Monday, June 09, 2014

Interregnum... after the ball was over

This week William Hague, Britain’s foreign secretary, told the inaugural London Conference hosted by Chatham House that the world was not simply going through a difficult patch, but had entered a period of “systemic disorder”. Financial Times

Nowadays, both advanced economies (like the United States, where unlimited financing of elected officials by financially powerful business interests is simply legalized corruption) and emerging markets (where oligarchs often dominate the economy and the political system) seem to be run for the few. For the many, by contrast, there has been only secular stagnation, with depressed employment and stagnating wages. Nouriel Roubini
The crisis consists precisely in the fact that the old is dying and the new cannot be born; in this interregnum a great variety of morbid symptoms appear. Antonio Gramsci

After the ball was over
Nellie took out her glass eye
Put her false teeth in water
Corked up her bottle of dye
Put her false leg in the corner
Hung up her wig on the door
And all that is left goes to bye byes
After the ball
After The Ball Was Over
What kind of animal are we talking about?
I have to admit that I'm getting bored, but bored as combat soldiers get bored, where fear and boredom mix. Bored with the "systemic disorder" of the "interregnum", the randomness, chaotic entropy of it, which defies rational ordering or analysis: anxiety without any horizon.

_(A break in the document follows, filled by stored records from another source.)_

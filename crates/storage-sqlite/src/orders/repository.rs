use diesel::prelude::*;
use std::sync::Arc;

use crate::db::{get_connection, DbPool};
use crate::errors::{IntoCore, Result, StorageError};
use crate::schema::orders;

use super::model::OrderDB;
use storefront_core::orders::{Order, OrderRepositoryTrait, OrderSummary};

/// Read-only repository over orders. Checkout owns the write path.
pub struct OrderRepository {
    pool: Arc<DbPool>,
}

impl OrderRepository {
    /// Creates a new OrderRepository instance
    pub fn new(pool: Arc<DbPool>) -> Self {
        Self { pool }
    }
}

impl OrderRepositoryTrait for OrderRepository {
    fn get_by_id(&self, order_id: &str) -> Result<Option<Order>> {
        let mut conn = get_connection(&self.pool)?;

        let row = orders::table
            .select(OrderDB::as_select())
            .find(order_id)
            .first::<OrderDB>(&mut conn)
            .optional()
            .into_core()?;

        row.map(Order::try_from).transpose()
    }

    fn exists(&self, order_id: &str) -> Result<bool> {
        let mut conn = get_connection(&self.pool)?;

        let count: i64 = orders::table
            .filter(orders::id.eq(order_id))
            .count()
            .get_result(&mut conn)
            .into_core()?;

        Ok(count > 0)
    }

    fn owner_of(&self, order_id: &str) -> Result<Option<String>> {
        let mut conn = get_connection(&self.pool)?;

        orders::table
            .find(order_id)
            .select(orders::customer_id)
            .first::<String>(&mut conn)
            .optional()
            .into_core()
    }

    fn list_summaries(&self, customer: Option<&str>) -> Result<Vec<OrderSummary>> {
        let mut conn = get_connection(&self.pool)?;

        #[derive(QueryableByName, Debug)]
        struct OrderSummaryRow {
            #[diesel(sql_type = diesel::sql_types::Text)]
            id: String,
            #[diesel(sql_type = diesel::sql_types::Text)]
            order_date: String,
            #[diesel(sql_type = diesel::sql_types::Text)]
            customer_id: String,
            #[diesel(sql_type = diesel::sql_types::Text)]
            customer_name: String,
            #[diesel(sql_type = diesel::sql_types::BigInt)]
            item_count: i64,
        }

        // The optional customer filter is part of the statement, so a
        // narrowed listing never pulls foreign rows out of the database.
        let rows: Vec<OrderSummaryRow> = diesel::sql_query(
            r#"
            SELECT o.id AS id,
                   strftime('%Y-%m-%d', o.order_date) AS order_date,
                   o.customer_id AS customer_id,
                   u.user_name AS customer_name,
                   COUNT(oi.id) AS item_count
            FROM orders o
            INNER JOIN users u ON u.id = o.customer_id
            LEFT JOIN order_items oi ON oi.order_id = o.id
            WHERE (? IS NULL OR o.customer_id = ?)
            GROUP BY o.id, o.order_date, o.customer_id, u.user_name
            ORDER BY o.id ASC
            "#,
        )
        .bind::<diesel::sql_types::Nullable<diesel::sql_types::Text>, _>(customer)
        .bind::<diesel::sql_types::Nullable<diesel::sql_types::Text>, _>(customer)
        .load(&mut conn)
        .map_err(StorageError::from)?;

        Ok(rows
            .into_iter()
            .map(|row| OrderSummary {
                id: row.id,
                order_date: row.order_date,
                customer_id: row.customer_id,
                customer_name: row.customer_name,
                item_count: row.item_count,
            })
            .collect())
    }
}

At the bottom there is something very simple: when they asked the legendary Willie Sutton why he robbed banks he replied, "because that is where the money is". The money is in tax-havens and it must be taxed and redistributed if humanity is going to have any chance of a "human" future.
It would seem much more useful, in terms of building the capacity to address the environmental crisis, to frame the issue of the environment as linked to a broader struggle that includes the redistribution of income and wealth to more equitably share the costs of environmental restraint; a cultural shift in the balance between individual consumption of goods and collective services; the development of public spaces and desperately needed infrastructural renewal (including mass transit); and the conversion of potentially productive facilities rejected by the market to the production of socially useful and environmentally necessary products and services. Such a framing would also tie the environmental crisis to the obvious need to place democratic planning on the agenda and go so far as to start talking about making private banks into public utilities so that we have access to the financial resources to carry out the above initiatives. Sam Gindin - Jacobin
Alas, who is going to ever bell this cat? DS

1 comment:

Anonymous said...

It's a Bumble; pull Its TEETH!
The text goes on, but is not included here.